[[ Supplied material, beginning ]]

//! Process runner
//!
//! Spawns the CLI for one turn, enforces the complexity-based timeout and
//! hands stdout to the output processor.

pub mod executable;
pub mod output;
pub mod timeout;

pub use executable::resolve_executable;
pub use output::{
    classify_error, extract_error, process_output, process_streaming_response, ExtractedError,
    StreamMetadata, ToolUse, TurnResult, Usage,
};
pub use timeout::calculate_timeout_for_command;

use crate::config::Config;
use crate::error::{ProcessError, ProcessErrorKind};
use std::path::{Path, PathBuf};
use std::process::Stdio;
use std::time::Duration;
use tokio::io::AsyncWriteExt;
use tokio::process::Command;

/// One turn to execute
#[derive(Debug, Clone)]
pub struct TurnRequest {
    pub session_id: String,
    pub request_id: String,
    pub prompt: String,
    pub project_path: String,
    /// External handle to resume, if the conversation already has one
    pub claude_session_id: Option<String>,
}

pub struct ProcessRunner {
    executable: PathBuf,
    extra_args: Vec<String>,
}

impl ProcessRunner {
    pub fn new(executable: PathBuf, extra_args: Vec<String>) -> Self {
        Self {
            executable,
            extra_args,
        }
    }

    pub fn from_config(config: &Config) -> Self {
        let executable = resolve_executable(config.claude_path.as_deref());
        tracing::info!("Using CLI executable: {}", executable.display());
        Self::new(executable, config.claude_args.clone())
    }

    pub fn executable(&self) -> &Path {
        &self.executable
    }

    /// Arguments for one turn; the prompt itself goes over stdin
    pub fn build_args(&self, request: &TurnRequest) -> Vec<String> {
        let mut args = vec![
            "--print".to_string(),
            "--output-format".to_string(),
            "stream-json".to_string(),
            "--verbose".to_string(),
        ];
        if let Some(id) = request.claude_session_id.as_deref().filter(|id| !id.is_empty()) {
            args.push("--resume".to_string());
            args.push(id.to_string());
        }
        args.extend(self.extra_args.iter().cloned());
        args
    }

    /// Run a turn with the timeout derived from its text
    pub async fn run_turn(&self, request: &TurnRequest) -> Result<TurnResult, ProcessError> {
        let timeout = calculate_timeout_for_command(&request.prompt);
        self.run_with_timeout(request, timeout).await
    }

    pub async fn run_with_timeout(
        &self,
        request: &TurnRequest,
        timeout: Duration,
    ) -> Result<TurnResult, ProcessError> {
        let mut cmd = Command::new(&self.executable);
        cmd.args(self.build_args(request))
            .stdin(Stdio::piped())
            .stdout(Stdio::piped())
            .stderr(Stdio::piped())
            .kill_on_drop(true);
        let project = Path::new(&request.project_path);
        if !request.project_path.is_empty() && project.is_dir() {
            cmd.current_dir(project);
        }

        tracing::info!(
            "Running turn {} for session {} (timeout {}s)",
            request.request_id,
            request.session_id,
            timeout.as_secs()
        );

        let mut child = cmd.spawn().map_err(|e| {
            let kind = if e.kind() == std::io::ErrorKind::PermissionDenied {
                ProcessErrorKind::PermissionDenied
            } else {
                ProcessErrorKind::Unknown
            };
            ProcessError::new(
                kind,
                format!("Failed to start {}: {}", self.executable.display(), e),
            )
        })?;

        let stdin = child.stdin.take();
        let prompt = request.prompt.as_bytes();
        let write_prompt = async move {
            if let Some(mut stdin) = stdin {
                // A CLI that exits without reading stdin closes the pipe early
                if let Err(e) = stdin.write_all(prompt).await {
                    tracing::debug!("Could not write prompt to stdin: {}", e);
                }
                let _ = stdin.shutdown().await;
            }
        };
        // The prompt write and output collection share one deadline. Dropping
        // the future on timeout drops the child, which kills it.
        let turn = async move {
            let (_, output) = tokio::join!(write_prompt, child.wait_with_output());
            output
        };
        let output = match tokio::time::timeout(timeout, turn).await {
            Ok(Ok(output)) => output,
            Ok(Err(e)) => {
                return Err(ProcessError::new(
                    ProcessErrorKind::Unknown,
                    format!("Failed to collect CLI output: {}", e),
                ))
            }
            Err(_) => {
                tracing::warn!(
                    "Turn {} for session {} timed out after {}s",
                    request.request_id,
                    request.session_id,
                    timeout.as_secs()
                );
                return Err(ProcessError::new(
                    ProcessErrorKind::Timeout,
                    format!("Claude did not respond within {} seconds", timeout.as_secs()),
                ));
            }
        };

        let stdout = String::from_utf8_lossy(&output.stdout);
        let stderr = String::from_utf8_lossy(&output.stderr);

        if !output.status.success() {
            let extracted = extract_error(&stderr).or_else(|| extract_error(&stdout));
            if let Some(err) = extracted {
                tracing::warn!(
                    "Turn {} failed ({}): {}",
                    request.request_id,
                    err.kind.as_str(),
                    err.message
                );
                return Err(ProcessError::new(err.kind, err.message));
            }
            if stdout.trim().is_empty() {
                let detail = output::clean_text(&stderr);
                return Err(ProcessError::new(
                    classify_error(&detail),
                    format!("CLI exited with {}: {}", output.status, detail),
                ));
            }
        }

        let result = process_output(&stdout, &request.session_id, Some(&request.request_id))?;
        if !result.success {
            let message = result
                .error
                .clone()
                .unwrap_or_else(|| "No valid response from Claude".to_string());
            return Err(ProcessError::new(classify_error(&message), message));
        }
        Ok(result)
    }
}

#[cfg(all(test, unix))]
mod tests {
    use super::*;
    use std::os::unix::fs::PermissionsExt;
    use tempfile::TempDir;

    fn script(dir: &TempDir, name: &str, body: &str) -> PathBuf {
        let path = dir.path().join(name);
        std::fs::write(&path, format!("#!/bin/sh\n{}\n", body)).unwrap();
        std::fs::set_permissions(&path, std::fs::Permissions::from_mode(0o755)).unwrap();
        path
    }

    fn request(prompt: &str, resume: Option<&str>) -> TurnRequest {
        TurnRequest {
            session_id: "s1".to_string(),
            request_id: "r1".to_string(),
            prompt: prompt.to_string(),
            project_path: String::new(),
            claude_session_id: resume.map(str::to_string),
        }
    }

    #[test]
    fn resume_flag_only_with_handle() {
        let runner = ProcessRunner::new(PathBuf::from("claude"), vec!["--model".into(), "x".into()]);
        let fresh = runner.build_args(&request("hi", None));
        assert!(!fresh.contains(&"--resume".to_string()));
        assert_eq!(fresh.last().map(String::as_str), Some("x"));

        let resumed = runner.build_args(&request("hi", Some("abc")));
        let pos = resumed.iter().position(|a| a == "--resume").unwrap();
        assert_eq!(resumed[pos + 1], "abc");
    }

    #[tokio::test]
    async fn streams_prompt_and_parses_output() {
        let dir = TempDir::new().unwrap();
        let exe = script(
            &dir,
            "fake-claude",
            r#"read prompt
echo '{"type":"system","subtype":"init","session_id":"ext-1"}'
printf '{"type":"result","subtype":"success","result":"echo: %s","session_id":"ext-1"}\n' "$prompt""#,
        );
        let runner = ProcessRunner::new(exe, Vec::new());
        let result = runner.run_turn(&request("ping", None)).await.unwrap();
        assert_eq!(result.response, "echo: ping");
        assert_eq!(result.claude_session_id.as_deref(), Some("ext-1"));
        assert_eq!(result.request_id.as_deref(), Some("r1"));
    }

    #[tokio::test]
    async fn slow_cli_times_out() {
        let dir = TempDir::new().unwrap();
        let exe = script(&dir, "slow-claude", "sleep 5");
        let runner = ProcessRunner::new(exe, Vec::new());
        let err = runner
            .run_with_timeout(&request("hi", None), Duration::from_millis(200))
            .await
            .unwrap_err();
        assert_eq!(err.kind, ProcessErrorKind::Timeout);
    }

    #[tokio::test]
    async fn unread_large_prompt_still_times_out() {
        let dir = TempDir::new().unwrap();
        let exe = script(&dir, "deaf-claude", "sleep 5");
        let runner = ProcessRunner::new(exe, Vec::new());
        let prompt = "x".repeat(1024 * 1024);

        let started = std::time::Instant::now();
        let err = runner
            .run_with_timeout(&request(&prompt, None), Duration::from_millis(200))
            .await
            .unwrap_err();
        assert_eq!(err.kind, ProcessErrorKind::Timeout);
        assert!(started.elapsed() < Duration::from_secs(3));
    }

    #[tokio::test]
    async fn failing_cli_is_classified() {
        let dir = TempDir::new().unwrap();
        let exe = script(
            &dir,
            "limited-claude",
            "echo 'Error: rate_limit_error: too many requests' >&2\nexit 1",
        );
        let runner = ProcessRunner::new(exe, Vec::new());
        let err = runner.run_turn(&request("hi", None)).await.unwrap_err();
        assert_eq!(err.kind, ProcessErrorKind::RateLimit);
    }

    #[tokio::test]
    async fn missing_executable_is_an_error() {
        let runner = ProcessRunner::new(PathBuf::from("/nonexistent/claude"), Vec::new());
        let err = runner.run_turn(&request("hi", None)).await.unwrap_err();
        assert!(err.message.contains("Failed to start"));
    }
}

[[ Supplied material, end ]]
[[ Supplied material, beginning ]]

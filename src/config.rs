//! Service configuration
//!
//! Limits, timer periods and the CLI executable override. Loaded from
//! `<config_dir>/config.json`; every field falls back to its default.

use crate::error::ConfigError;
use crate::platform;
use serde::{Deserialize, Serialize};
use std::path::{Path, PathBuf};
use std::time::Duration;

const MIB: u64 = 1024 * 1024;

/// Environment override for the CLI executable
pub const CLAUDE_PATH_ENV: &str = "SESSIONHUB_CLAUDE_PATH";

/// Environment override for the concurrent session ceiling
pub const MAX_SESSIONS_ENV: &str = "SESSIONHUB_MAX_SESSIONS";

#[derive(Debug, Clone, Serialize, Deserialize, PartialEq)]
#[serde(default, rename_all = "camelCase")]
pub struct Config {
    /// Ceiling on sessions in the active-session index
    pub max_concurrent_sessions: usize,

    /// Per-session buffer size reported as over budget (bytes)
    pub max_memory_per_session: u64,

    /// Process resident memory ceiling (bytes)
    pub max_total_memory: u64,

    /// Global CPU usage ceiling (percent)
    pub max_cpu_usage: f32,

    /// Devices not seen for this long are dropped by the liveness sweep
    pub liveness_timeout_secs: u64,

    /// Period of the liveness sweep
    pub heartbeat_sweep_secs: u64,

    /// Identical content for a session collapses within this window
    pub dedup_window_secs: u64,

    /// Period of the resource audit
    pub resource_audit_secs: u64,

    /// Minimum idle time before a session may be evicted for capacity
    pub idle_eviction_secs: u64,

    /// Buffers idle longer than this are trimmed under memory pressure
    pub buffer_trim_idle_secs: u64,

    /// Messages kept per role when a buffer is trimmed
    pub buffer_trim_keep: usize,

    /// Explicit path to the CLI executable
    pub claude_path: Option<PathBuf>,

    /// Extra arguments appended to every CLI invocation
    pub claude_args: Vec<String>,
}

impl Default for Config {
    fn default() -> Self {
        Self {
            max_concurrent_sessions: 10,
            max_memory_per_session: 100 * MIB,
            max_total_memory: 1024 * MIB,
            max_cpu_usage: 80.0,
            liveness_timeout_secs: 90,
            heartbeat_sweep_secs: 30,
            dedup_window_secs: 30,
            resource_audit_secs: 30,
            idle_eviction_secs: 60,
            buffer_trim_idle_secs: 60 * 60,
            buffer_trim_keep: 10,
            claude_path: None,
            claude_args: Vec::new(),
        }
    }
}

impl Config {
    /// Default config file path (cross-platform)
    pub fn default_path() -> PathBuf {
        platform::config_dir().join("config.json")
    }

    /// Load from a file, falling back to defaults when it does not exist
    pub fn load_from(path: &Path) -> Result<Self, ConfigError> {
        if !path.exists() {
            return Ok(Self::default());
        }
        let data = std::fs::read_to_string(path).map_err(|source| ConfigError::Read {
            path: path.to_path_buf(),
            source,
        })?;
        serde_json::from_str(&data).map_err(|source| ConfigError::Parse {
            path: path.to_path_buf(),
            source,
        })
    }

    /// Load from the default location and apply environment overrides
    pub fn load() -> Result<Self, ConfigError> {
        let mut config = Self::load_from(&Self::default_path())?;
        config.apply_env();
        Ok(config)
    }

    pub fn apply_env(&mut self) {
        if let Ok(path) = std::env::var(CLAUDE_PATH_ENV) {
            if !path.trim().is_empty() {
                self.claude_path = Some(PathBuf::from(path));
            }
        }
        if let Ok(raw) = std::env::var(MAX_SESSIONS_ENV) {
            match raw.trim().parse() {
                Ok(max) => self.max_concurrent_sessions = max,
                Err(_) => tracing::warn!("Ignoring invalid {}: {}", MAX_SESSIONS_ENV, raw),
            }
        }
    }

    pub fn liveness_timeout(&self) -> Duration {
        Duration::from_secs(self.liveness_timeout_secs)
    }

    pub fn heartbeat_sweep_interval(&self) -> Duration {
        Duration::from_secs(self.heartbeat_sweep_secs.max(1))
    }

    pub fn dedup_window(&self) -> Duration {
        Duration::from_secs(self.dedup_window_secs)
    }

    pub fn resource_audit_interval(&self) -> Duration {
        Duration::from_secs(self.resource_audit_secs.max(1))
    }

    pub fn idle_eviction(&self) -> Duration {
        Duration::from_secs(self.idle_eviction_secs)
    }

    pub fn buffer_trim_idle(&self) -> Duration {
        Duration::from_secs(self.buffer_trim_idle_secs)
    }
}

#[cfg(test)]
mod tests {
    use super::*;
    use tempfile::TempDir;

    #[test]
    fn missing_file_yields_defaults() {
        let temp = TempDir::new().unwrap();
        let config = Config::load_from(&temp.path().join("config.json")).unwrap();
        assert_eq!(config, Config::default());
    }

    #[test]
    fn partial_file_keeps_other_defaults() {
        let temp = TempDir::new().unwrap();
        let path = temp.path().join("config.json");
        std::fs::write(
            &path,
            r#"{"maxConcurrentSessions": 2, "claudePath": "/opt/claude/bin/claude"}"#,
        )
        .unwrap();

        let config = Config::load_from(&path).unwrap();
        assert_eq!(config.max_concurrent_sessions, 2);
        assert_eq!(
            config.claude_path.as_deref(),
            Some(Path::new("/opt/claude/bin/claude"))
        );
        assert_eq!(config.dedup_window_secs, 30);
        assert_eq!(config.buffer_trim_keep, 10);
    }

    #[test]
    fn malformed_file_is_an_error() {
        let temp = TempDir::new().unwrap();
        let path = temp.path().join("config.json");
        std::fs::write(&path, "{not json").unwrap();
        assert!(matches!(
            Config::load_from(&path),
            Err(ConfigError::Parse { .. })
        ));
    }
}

[[ Supplied material, end ]]

## Exercise details
Report the lines above that have the word "Option" in them.

## Your response
    pub claude_session_id: Option<String>,
    fn request(prompt: &str, resume: Option<&str>) -> TurnRequest {
    pub claude_path: Option<PathBuf>,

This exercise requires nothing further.